There are multiple ways to create externalized configurations in Spring Boot, but you need to use @Value injection to achieve pretty much all of them.

Value Injection

To inject your configuration values, you need to use the @Value annotation. This can be done in all the same places that you can use @Autowired. For example, on a property:

@Value("${com.example.app.host-name}")
private String hostName;

Or via a constructor or method:

@Value("${com.example.app.host-name}")
public void setHostName(String hostName) { ... }

Or on a specific constructor or method parameter:

public MyServiceBean(
        @Value("${com.example.app.host-name}") String hostName,
        @Value("${com.example.app.port}") int port) {
    ...
}

You can also supply defaults using this system using a : symbol, e.g.:

@Value("${com.example.app.port:8180}")
public void setPort(int port) { ... }

The ${} bit in all of these is interpreted using the Spring Expression Language. In this case, the ${property} syntax tells Spring to retrieve the value of property from the context, which is done by looking up the property in all the PropertySource beans in the context. You can do this yourself as well using Environment.getProperty via the context, e.g.:

ApplicationContext appCtx = ... ;
int port = appCtx.getEnvironment().getProperty("com.example.app.port", Integer.class);

It's just more convenient to use @Value annotations for the same reason it's more convenient to use @Autowired

Spring Boot Configuration

Since you're using Spring Boot, you already have some PropertySource instances in your app. For example, your application.yml file is loaded as a PropertySource. Note that Spring will translate a property named a.b.c to nested documents in your YAML file. In your case, this would be set.max.collectionLimit.

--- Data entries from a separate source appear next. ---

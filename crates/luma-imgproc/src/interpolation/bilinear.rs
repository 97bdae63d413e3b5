use luma_image::GrayImage;

use super::coord::clamp_axis;

/// Kernel for bilinear interpolation
///
/// # Arguments
///
/// * `image` - The input image container.
/// * `u` - The x coordinate of the pixel to interpolate.
/// * `v` - The y coordinate of the pixel to interpolate.
///
/// # Returns
///
/// The blend of the four samples surrounding `(u, v)`, rounded half away
/// from zero. The weights form a convex combination, so the result stays in
/// the sample range.
pub(crate) fn bilinear_sample(image: &GrayImage, u: f64, v: f64) -> u8 {
    let sx = clamp_axis(u, image.cols());
    let sy = clamp_axis(v, image.rows());

    let cols = image.cols();
    let data = image.as_slice();

    let p00 = data[sy.lo * cols + sx.lo] as f64;
    let p10 = data[sy.lo * cols + sx.hi] as f64;
    let p01 = data[sy.hi * cols + sx.lo] as f64;
    let p11 = data[sy.hi * cols + sx.hi] as f64;

    let (dx, dy) = (sx.frac, sy.frac);
    let value = p00 * (1.0 - dx) * (1.0 - dy)
        + p10 * dx * (1.0 - dy)
        + p01 * (1.0 - dx) * dy
        + p11 * dx * dy;

    value.round() as u8
}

Spring Boot does this by looking for application.yml and application.properties files, as well as other sources of properties like System.getProperties(), and the default order for how Spring Boot looks for these properties can be found here in the documentation.

External Configuration

To externalize your configuration, you state that you don't want to use .yml files, but what about .properties? E.g.:

set.max.collectionLimit=555

You would place this file alongside your .jar file and name it application.properties. Any values in this file would override the values you have in your internal application.yml file.

They could also override it directly on the command line, e.g.:

java -jar your-app.jar --set.max.collectionLimit=555

Or via System properties:

java -Dset.max.collectionLimit=555 -jar your-app.jar

All of these would be valid ways of overriding the value, but only if you use value injection, e.g. via @Value.